The company in question is Entrepreneurial Business
School (Pty) Ltd. For convenience I shall refer to it in this
judgment
simply as ‘the company’.
[2]
Four parties have been cited as applicants.
The company itself was cited as the first applicant.
Proceedings were instituted
in the company’s name on the basis
of a resolution to that effect taken by the second, third and fourth
respondents, purportedly
in their capacity as the company’s
directors. As will become apparent, there has been some
confusion and dispute about
who the company’s directors
actually are. It is unnecessary, however, to decide whether the
proceedings have been validly
instituted in the company’s name
as the relief that will be granted is relief that could have been
sought by the second to
fourth applicants as individuals. As
will become apparent, it is evident in any event that the application
by the company
is supported by a majority of the persons who on any
approach arguably currently comprise its board of directors.
Messrs
M.R.H.van G. Bekker, D.F. Buys and J.F. Visser are the second,
third and fourth applicants, respectively.
[3]
There are five respondents.
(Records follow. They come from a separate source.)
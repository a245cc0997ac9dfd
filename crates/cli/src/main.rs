//! MediRAG command-line entry point
//!
//! Loads settings, builds the corpus snapshots and answers queries. Queries
//! come from the command line or, when none is given, one per stdin line.
//! Each result is printed as a JSON line.
//!
//! ```text
//! MEDIRAG_ENV=production medirag "머리가 아파요"
//! ```

mod providers;

use std::net::SocketAddr;

use anyhow::Context;
use tokio::io::{AsyncBufReadExt, BufReader};
use tracing_subscriber::{layer::SubscriberExt, util::SubscriberInitExt, Layer};

use medirag_agent::{CancellationToken, RagOrchestrator, RecommendationRequest};
use medirag_config::{load_settings, Settings};

#[tokio::main]
async fn main() -> anyhow::Result<()> {
    let env = std::env::var("MEDIRAG_ENV").ok();
    let settings = match load_settings(env.as_deref()) {
        Ok(settings) => settings,
        Err(e) => {
            // Tracing not yet initialized
            eprintln!("Warning: Failed to load config: {}. Using defaults.", e);
            Settings::default()
        },
    };

    init_tracing(&settings);
    tracing::info!(
        version = env!("CARGO_PKG_VERSION"),
        environment = ?settings.environment,
        "Starting medirag"
    );

    if settings.observability.metrics_enabled {
        init_metrics(settings.observability.metrics_port)?;
    }

    let orchestrator = providers::orchestrator(&settings)
        .await
        .context("initializing pipeline")?;

    let session_id = std::env::var("MEDIRAG_SESSION").ok();
    let args: Vec<String> = std::env::args().skip(1).collect();

    if !args.is_empty() {
        let request = request(&settings, args.join(" "), session_id);
        answer(&orchestrator, request).await?;
        return Ok(());
    }

    let mut lines = BufReader::new(tokio::io::stdin()).lines();
    while let Some(line) = lines.next_line().await? {
        if line.trim().is_empty() {
            continue;
        }
        let request = request(&settings, line, session_id.clone());
        answer(&orchestrator, request).await?;
    }

    Ok(())
}

fn request(settings: &Settings, query: String, session_id: Option<String>) -> RecommendationRequest {
    let request = RecommendationRequest::new(query).with_top_k(settings.rag.default_top_k);
    match session_id {
        Some(id) => request.with_session(id),
        None => request,
    }
}

/// Run one request, cancelling it on Ctrl+C
async fn answer(orchestrator: &RagOrchestrator, request: RecommendationRequest) -> anyhow::Result<()> {
    let cancel = CancellationToken::new();
    let trigger = cancel.clone();
    let ctrl_c = tokio::spawn(async move {
        if tokio::signal::ctrl_c().await.is_ok() {
            tracing::info!("Received Ctrl+C, cancelling request");
            trigger.cancel();
        }
    });

    let result = orchestrator.recommend_with_cancel(request, cancel).await;
    ctrl_c.abort();

    match result {
        Ok(result) => println!("{}", serde_json::to_string(&result)?),
        Err(e @ medirag_core::Error::Validation(_)) => {
            println!("{}", serde_json::json!({ "error": e.to_string(), "kind": e.kind() }));
        },
        Err(e) => return Err(e.into()),
    }
    Ok(())
}

fn init_tracing(settings: &Settings) {
    let env_filter = tracing_subscriber::EnvFilter::try_from_default_env().unwrap_or_else(|_| {
        let level = &settings.observability.log_level;
        format!("medirag={},medirag_rag={},medirag_agent={},medirag_llm={}", level, level, level, level)
            .into()
    });

    let subscriber = tracing_subscriber::registry().with(env_filter);
    let fmt_layer = if settings.observability.log_json {
        tracing_subscriber::fmt::layer()
            .json()
            .with_writer(std::io::stderr)
            .boxed()
    } else {
        tracing_subscriber::fmt::layer()
            .with_writer(std::io::stderr)
            .boxed()
    };
    subscriber.with(fmt_layer).init();
}

fn init_metrics(port: u16) -> anyhow::Result<()> {
    let addr = SocketAddr::from(([0, 0, 0, 0], port));
    metrics_exporter_prometheus::PrometheusBuilder::new()
        .with_http_listener(addr)
        .install()
        .context("installing Prometheus exporter")?;
    tracing::info!(%addr, "Prometheus metrics exporter listening");
    Ok(())
}
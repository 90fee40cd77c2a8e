//! Entidad `Event`, su estado y el DTO `EventData`.
//!
//! Rol en el flujo:
//! - El motor de orquestación declara un evento (slot `pending`) cuando un
//!   estado depende de él, o lo crea ya `triggered` cuando la señal llega
//!   antes que la declaración.
//! - El productor entrega datos: `pending -> triggered` (junto con
//!   `event_data`/`event_source`).
//! - El workflow puede cancelar una dependencia pendiente o ya disparada:
//!   `pending|triggered -> cancelled`. No existe salida de `cancelled`.
use std::fmt;
use std::str::FromStr;

use chrono::{DateTime, Utc};
use serde::{Deserialize, Serialize};

use crate::errors::EventStoreError;

#[derive(Debug, Clone, Copy, PartialEq, Eq, PartialOrd, Ord, Hash, Serialize, Deserialize)]
#[serde(rename_all = "lowercase")]
pub enum EventStatus {
    Pending,
    Triggered,
    Cancelled,
}

impl EventStatus {
    /// Estados "resueltos" (en un sentido u otro): lo que consulta el motor
    /// para evaluar dependencias.
    pub const RESOLVED: [EventStatus; 2] = [EventStatus::Triggered, EventStatus::Cancelled];

    /// Representación persistida (minúsculas, estable en el tiempo).
    pub fn as_str(self) -> &'static str {
        match self {
            EventStatus::Pending => "pending",
            EventStatus::Triggered => "triggered",
            EventStatus::Cancelled => "cancelled",
        }
    }

    pub fn is_resolved(self) -> bool {
        !matches!(self, EventStatus::Pending)
    }

    /// Transiciones monótonas. Reescribir el mismo estado está permitido.
    pub fn can_transition_to(self, next: EventStatus) -> bool {
        use EventStatus::*;
        match (self, next) {
            (a, b) if a == b => true,
            (Pending, Triggered) => true,
            (Pending | Triggered, Cancelled) => true,
            _ => false,
        }
    }
}

impl fmt::Display for EventStatus {
    fn fmt(&self, f: &mut fmt::Formatter<'_>) -> fmt::Result {
        f.write_str(self.as_str())
    }
}

impl FromStr for EventStatus {
    type Err = EventStoreError;

    fn from_str(s: &str) -> Result<Self, Self::Err> {
        match s {
            "pending" => Ok(EventStatus::Pending),
            "triggered" => Ok(EventStatus::Triggered),
            "cancelled" => Ok(EventStatus::Cancelled),
            other => Err(EventStoreError::UnknownStatus(other.to_string())),
        }
    }
}

/// Una señal declarada o entregada dentro de un workflow instance.
///
/// `id`, `created_at` y `updated_at` los asigna el storage: son `None` hasta
/// que `EventStore::create` devuelve la fila persistida.
#[derive(Debug, Clone, PartialEq, Eq, Serialize, Deserialize)]
pub struct Event {
    pub id: Option<i64>,
    pub state_machine_instance_id: String,
    pub name: String,
    #[serde(rename = "type")]
    pub event_type: String,
    pub status: EventStatus,
    pub event_data: Option<String>,
    pub event_source: Option<String>,
    pub originating_state: Option<String>,
    pub created_at: Option<DateTime<Utc>>,
    pub updated_at: Option<DateTime<Utc>>,
}

impl Event {
    pub fn new(instance_id: impl Into<String>,
               name: impl Into<String>,
               event_type: impl Into<String>,
               status: EventStatus)
               -> Self {
        Self { id: None,
               state_machine_instance_id: instance_id.into(),
               name: name.into(),
               event_type: event_type.into(),
               status,
               event_data: None,
               event_source: None,
               originating_state: None,
               created_at: None,
               updated_at: None }
    }

    /// Slot pendiente: dependencia declarada, sin datos todavía.
    pub fn pending(instance_id: impl Into<String>, name: impl Into<String>, event_type: impl Into<String>) -> Self {
        Self::new(instance_id, name, event_type, EventStatus::Pending)
    }

    /// Señal que llega con datos antes de haber sido declarada.
    pub fn triggered(instance_id: impl Into<String>,
                     name: impl Into<String>,
                     event_type: impl Into<String>,
                     event_data: impl Into<String>,
                     event_source: impl Into<String>)
                     -> Self {
        let mut ev = Self::new(instance_id, name, event_type, EventStatus::Triggered);
        ev.event_data = Some(event_data.into());
        ev.event_source = Some(event_source.into());
        ev
    }

    pub fn with_originating_state(mut self, state: impl Into<String>) -> Self {
        self.originating_state = Some(state.into());
        self
    }

    /// Entrega del productor: fija estado, datos y fuente en un solo paso.
    pub fn trigger(&mut self, event_data: impl Into<String>, event_source: impl Into<String>) -> Result<(), EventStoreError> {
        self.transition_to(EventStatus::Triggered)?;
        self.event_data = Some(event_data.into());
        self.event_source = Some(event_source.into());
        Ok(())
    }

    pub fn transition_to(&mut self, next: EventStatus) -> Result<(), EventStoreError> {
        if !self.status.can_transition_to(next) {
            return Err(EventStoreError::InvalidTransition { name: self.name.clone(),
                                                            from: self.status,
                                                            to: next });
        }
        self.status = next;
        Ok(())
    }

    pub fn to_event_data(&self) -> EventData {
        EventData::from(self)
    }
}

/// Proyección de sólo lectura entregada al motor: nunca expone `id` ni `status`.
#[derive(Debug, Clone, PartialEq, Eq, Serialize, Deserialize)]
pub struct EventData {
    pub name: String,
    #[serde(rename = "type")]
    pub event_type: String,
    pub data: Option<String>,
    pub source: Option<String>,
}

impl From<&Event> for EventData {
    fn from(ev: &Event) -> Self {
        Self { name: ev.name.clone(),
               event_type: ev.event_type.clone(),
               data: ev.event_data.clone(),
               source: ev.event_source.clone() }
    }
}

#[cfg(test)]
mod tests {
    use super::*;

    #[test]
    fn transitions_are_monotone() {
        use EventStatus::*;
        assert!(Pending.can_transition_to(Triggered));
        assert!(Pending.can_transition_to(Cancelled));
        assert!(Triggered.can_transition_to(Cancelled));
        assert!(Triggered.can_transition_to(Triggered));
        assert!(!Triggered.can_transition_to(Pending));
        assert!(!Cancelled.can_transition_to(Pending));
        assert!(!Cancelled.can_transition_to(Triggered));
        assert!(Cancelled.can_transition_to(Cancelled));
    }

    #[test]
    fn status_text_roundtrip_and_unknown() {
        for s in [EventStatus::Pending, EventStatus::Triggered, EventStatus::Cancelled] {
            assert_eq!(s.as_str().parse::<EventStatus>().unwrap(), s);
        }
        assert_eq!("PENDING".parse::<EventStatus>(),
                   Err(EventStoreError::UnknownStatus("PENDING".into())));
    }

    #[test]
    fn trigger_sets_data_and_source_together() {
        let mut ev = Event::pending("sm-1", "payment_received", "Internal");
        ev.trigger("{\"amount\":10}", "billing").unwrap();
        assert_eq!(ev.status, EventStatus::Triggered);
        assert_eq!(ev.event_data.as_deref(), Some("{\"amount\":10}"));
        assert_eq!(ev.event_source.as_deref(), Some("billing"));

        ev.transition_to(EventStatus::Cancelled).unwrap();
        let err = ev.trigger("again", "billing").unwrap_err();
        assert!(matches!(err, EventStoreError::InvalidTransition { from: EventStatus::Cancelled, .. }));
        // el intento fallido no toca los datos
        assert_eq!(ev.event_data.as_deref(), Some("{\"amount\":10}"));
    }

    #[test]
    fn event_data_dto_hides_identity_and_status() {
        let mut ev = Event::triggered("sm-1", "e", "someType", "payload", "state1");
        ev.id = Some(42);
        let json = serde_json::to_value(ev.to_event_data()).unwrap();
        assert_eq!(json, serde_json::json!({"name": "e", "type": "someType", "data": "payload", "source": "state1"}));
    }
}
The first
respondent is a company called Africa Creek Investment (Pty) Ltd.
The second and
third respondents are Messrs J. Snyman and A. Manuel,
respectively. The fourth respondent is Absa Bank Ltd. The
company’s banking account (account no. [9……….])
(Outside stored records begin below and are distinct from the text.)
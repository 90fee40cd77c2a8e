//! Esquema Diesel (escrito a mano). Reemplazable con `diesel print-schema`.

diesel::table! {
    events (id) {
        id -> BigInt,
        state_machine_instance_id -> Text,
        name -> Text,
        event_type -> Text,
        status -> Text,
        event_data -> Nullable<Text>,
        event_source -> Nullable<Text>,
        originating_state -> Nullable<Text>,
        created_at -> Timestamptz,
        updated_at -> Timestamptz,
    }
}
//! Pruebas básicas de configuración y pool (requiere DATABASE_URL válido en entorno).

use flux_persistence::{config::DbConfig, pg::build_pool};

#[test]
fn create_pool_from_env() {
    if std::env::var("DATABASE_URL").is_err() { eprintln!("DATABASE_URL no definido: omitiendo test"); return; }
    let cfg = DbConfig::from_env().expect("config");
    let pool = build_pool(&cfg.shard_urls[0], cfg.min_connections, cfg.max_connections).expect("pool");
    let mut conn = pool.get().expect("conn");
    // Sonda trivial de validez
    use diesel::connection::SimpleConnection;
    conn.batch_execute("SELECT 1;").expect("select 1");
}

// Construir el pool dos veces no falla: el DDL embebido se aplica una sola vez.
#[test]
fn migrations_are_idempotent() {
    if std::env::var("DATABASE_URL").is_err() { eprintln!("DATABASE_URL no definido: omitiendo test"); return; }
    let cfg = DbConfig::from_env().expect("config");
    build_pool(&cfg.shard_urls[0], 1, 1).expect("first pool");
    build_pool(&cfg.shard_urls[0], 1, 1).expect("second pool");
}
is conducted at the Parow branch of Absa Bank.
The Companies
and Intellectual Property Commission (‘the CIPC’) was
cited as the fifth respondent. The respondents
have opposed the
application. The fourth and fifth respondents have not played
an active role in the proceedings. It
would appear that they
abide the result.
[4]
In terms of s 70(6) of the Companies
Act 71 of 2008 (‘the
Companies Act&rsquo
;), every company must
deliver to the CIPC a notice within 10 business days after a person
becomes or ceases to be a director of
the company. The notice
falls to be given by the company concerned in the form prescribed in
terms of regulation 39 of the
Companies Regulations, 2011. The
CIPC is required, in terms of s 187(4)(d) of the Act, to
‘register and deregister’
directors.
[5]
The records kept by the CIPC reflect that
the second, third and fourth applicants resigned as directors of the
company on 2 April
2015. The CIPC records also reflect
that the second and third respondents were both appointed as
directors of the company
on the date upon which the second to fourth
applicants are shown as having resigned. According to the CIPC
records, the second
and third respondents became the only members of
the company’s board upon their appointment as directors
contemporaneously
with the resignation of the aforementioned
applicants.
[6]
The second, third and fourth applicants
deny having ever resigned as directors of the company. The
second applicant became
aware of the information in the CIPC records
suggesting the contrary in early October 2015, but he appears to have
done nothing
effective to rectify the position. He only
reported the matter to the police. He did nothing to actively
address the
situation even when he received a letter from the
respondents’ attorneys claiming that he was no longer a
director of the
company and should desist from holding himself out as
such. He was galvanised into action only some months later, in
February
2016, when he unexpectedly found himself unable to transact
business on the company’s bank account on the internet.
[7]
The second applicant had been accustomed to
transacting on the company’s bank account using internet
banking. He and
the company’s bookkeeper, Nicolaas
Rheeder, were the authorised signatories in respect of the account.
Upon enquiry
at the Parow branch of the fourth respondent he
established that the company’s mandate to the bank had been
amended without
his knowledge. His authority to transact on the
account had been cancelled and the internet banking login details for
the
account had been changed. The bank informed him that the
changes had been effected on the instructions of the second and third
respondents. The bank declined to accede to requests to freeze
the account. It maintained it would do so only if so
directed
by a court order. The bank justified its position by pointing
to the CPIC records that reflect that the second and
third
respondents had replaced the second, third and fourth applicants as
the directors of the company.
[8]
The second to fourth applicants deny that
the second and third respondents have been appointed to the company’s
board of directors.
They admit that agreements were concluded
in terms of which the first respondent was to acquire 50 per cent of
the issued shares
in the company from the original shareholders and
an additional one share from the second applicant, with the result
that it would
hold 51 per cent of shares in the company. These
arrangements were entered into to improve the company’s BEE
rating
with a view to enhancing its ability to attract business.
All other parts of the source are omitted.